2010-02-11 Thread Mark Mielke

On 02/11/2010 08:13 AM, Bart Samwel wrote:

ISSUE #1: Performance / caching

At present, I've simply not added caching. The reasoning for this is 
as follows:

(a) getaddrinfo doesn't tell us about expiry, so when do you refresh?
(b) If you put the cache in the postmaster, it will not work for 
exec-based backends as opposed to fork-based backends, since those 
read pg_hba.conf every time they are exec'ed.
(c) If you put this in the postmaster, the postmaster will have to 
update the cache every once in a while, which may be slow and which 
may prevent new connections while the cache update takes place.
(d) Outdated cache entries may inexplicably and without any logging 
choose the wrong rule for some clients. Big aargh: people will start 
using this to specify 'deny' rules based on host names.


If you COULD get expiry info out of getaddrinfo you could potentially 
store this info in a table or something like that, and have it updated 
by the backends? But that's way over my head for now. ISTM that this 
stuff may better be handled by a locally-running caching DNS server, 
if people have performance issues with the lack of caching. These 
local caching DNS servers can also handle expiry correctly, etcetera.

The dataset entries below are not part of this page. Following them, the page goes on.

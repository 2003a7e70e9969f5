//! Chat server adapter: plugin install/enable and ephemeral posts through
//! the server's REST API (`/api/v4`).

use async_trait::async_trait;
use serde::Deserialize;
use serde_json::json;

use crate::apps::CallContext;
use crate::error::{AppError, AppResult, Service};
use crate::outbound::{endpoint, read_json};
use crate::ports::HostApi;

pub struct MattermostHost {
    http: reqwest::Client,
    site_url: String,
    bot_token: Option<String>,
}

/// Subset of the plugin manifest returned by `install_from_url`.
#[derive(Deserialize)]
struct InstalledManifest {
    id: String,
}

impl MattermostHost {
    pub fn new(http: reqwest::Client, site_url: impl Into<String>, bot_token: Option<String>) -> Self {
        Self {
            http,
            site_url: site_url.into().trim_end_matches('/').to_string(),
            bot_token: bot_token.filter(|t| !t.is_empty()),
        }
    }

    fn token(&self) -> AppResult<&str> {
        self.bot_token
            .as_deref()
            .ok_or_else(|| AppError::Host("no bot token configured for the host server".into()))
    }

    fn api(&self, segments: &[&str]) -> AppResult<url::Url> {
        let mut full = vec!["api", "v4"];
        full.extend_from_slice(segments);
        endpoint(&self.site_url, &full)
    }

    async fn post_json<T: serde::de::DeserializeOwned>(
        &self,
        url: url::Url,
        token: &str,
        body: Option<serde_json::Value>,
    ) -> AppResult<T> {
        let mut request = self.http.post(url).bearer_auth(token);
        if let Some(body) = body {
            request = request.json(&body);
        }
        let response = request
            .send()
            .await
            .map_err(|e| AppError::network(Service::Host, &e))?;
        read_json(Service::Host, response).await
    }
}

#[async_trait]
impl HostApi for MattermostHost {
    async fn install_plugin_from_url(&self, download_url: &str) -> AppResult<String> {
        let token = self.token()?;
        let mut url = self.api(&["plugins", "install_from_url"])?;
        url.query_pairs_mut()
            .append_pair("plugin_download_url", download_url)
            .append_pair("force", "true");
        let manifest: InstalledManifest = self
            .post_json(url, token, None)
            .await
            .map_err(|e| e.context("failed to install plugin"))?;
        tracing::info!(plugin_id = %manifest.id, "plugin installed");
        Ok(manifest.id)
    }

    async fn enable_plugin(&self, plugin_id: &str) -> AppResult<()> {
        let token = self.token()?;
        let url = self.api(&["plugins", plugin_id, "enable"])?;
        let _: serde_json::Value = self
            .post_json(url, token, None)
            .await
            .map_err(|e| e.context(format!("failed to enable plugin {plugin_id}")))?;
        tracing::info!(plugin_id, "plugin enabled");
        Ok(())
    }

    fn send_ephemeral(&self, context: &CallContext, message: &str) {
        // Prefer the bot token the host handed us with the call.
        let token = if context.bot_access_token.is_empty() {
            match self.bot_token.clone() {
                Some(t) => t,
                None => {
                    tracing::warn!("no bot token, dropping ephemeral notice");
                    return;
                }
            }
        } else {
            context.bot_access_token.clone()
        };
        let url = match self.api(&["posts", "ephemeral"]) {
            Ok(url) => url,
            Err(e) => {
                tracing::warn!(error = %e, "cannot build ephemeral post URL");
                return;
            }
        };
        let body = json!({
            "user_id": context.acting_user_id,
            "post": {
                "channel_id": context.channel_id,
                "user_id": context.bot_user_id,
                "message": message,
            },
        });
        let http = self.http.clone();
        let message = message.to_string();
        tokio::spawn(async move {
            let result = http.post(url).bearer_auth(token).json(&body).send().await;
            match result {
                Ok(resp) if resp.status().is_success() => {
                    tracing::debug!(%message, "ephemeral notice sent");
                }
                Ok(resp) => tracing::warn!(status = %resp.status(), %message, "ephemeral notice rejected"),
                Err(e) => tracing::warn!(error = %e, %message, "ephemeral notice failed"),
            }
        });
    }
}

We should of course still take care to look up a given hostname only 
once for each connection request.


You should cache for some minimal amount of time or some minimal number 
of records - even if it's just one minute, and even if it's a fixed 
length LRU sorted list. This would deal with situations where a new 
connection is raised several times a second (some types of load). For 
connections raised once a minute or less, the benefit of caching is far 
less. But, this can be a feature tagged on later if necessary and 
doesn't need to gate the feature.


Many UNIX/Linux boxes have some sort of built-in cache, sometimes 
persistent, sometimes shared. On my Linux box, I have nscd - name 
server caching daemon - which should be able to cache these sorts of 
lookups. I believe it is used for things as common as mapping uid to 
username in output of /bin/ls -l, so it does need to be pretty fast.


The difference between in process cache and something like nscd is the 
inter-process communication required to use nscd.




ISSUE #2: Reverse lookup?

There was a suggestion on the TODO list on the wiki, which basically 
said that maybe we could use reverse lookup to find the hostname and 
then check for that hostname in the list. I think that won't work, 
since IPs can go by many names and may not support reverse lookup for 
some hostnames (/etc/hosts anybody?). Furthermore, due to the 
top-to-bottom processing of pg_hba.conf, you CANNOT SKIP entries that 
might possibly match. For instance, if the third line is for host 
foo.example.com http://foo.example.com and the fifth line is for 
bar.example.com http://bar.example.com, both lines may apply to 
the same IP, and you still HAVE to check the first one, even if 
reverse lookup turns up the second host name. So it doesn't save you 
any lookups, it just costs an extra one.


I don't see a need to do a reverse lookup. Reverse lookups are sometimes 
done as a verification check, in the sense that it's cheap to get a map 
from NAME - IP, but sometimes it is much harder to get the reverse map 
from IP - NAME. However, it's not a reliable check as many legitimate 
users have trouble getting a reverse map from IP - NAME. It also 
doesn't same anything as IP - NAME lookups are a completely different 
set of name servers, and these name servers are not always optimized for 
speed as IP - NAME lookups are less common than NAME - IP. Finally, if 
one finds a map from IP - NAME, that doesn't prove that a map from NAME 
- IP exists, so using *any* results from IP - NAME is questionable.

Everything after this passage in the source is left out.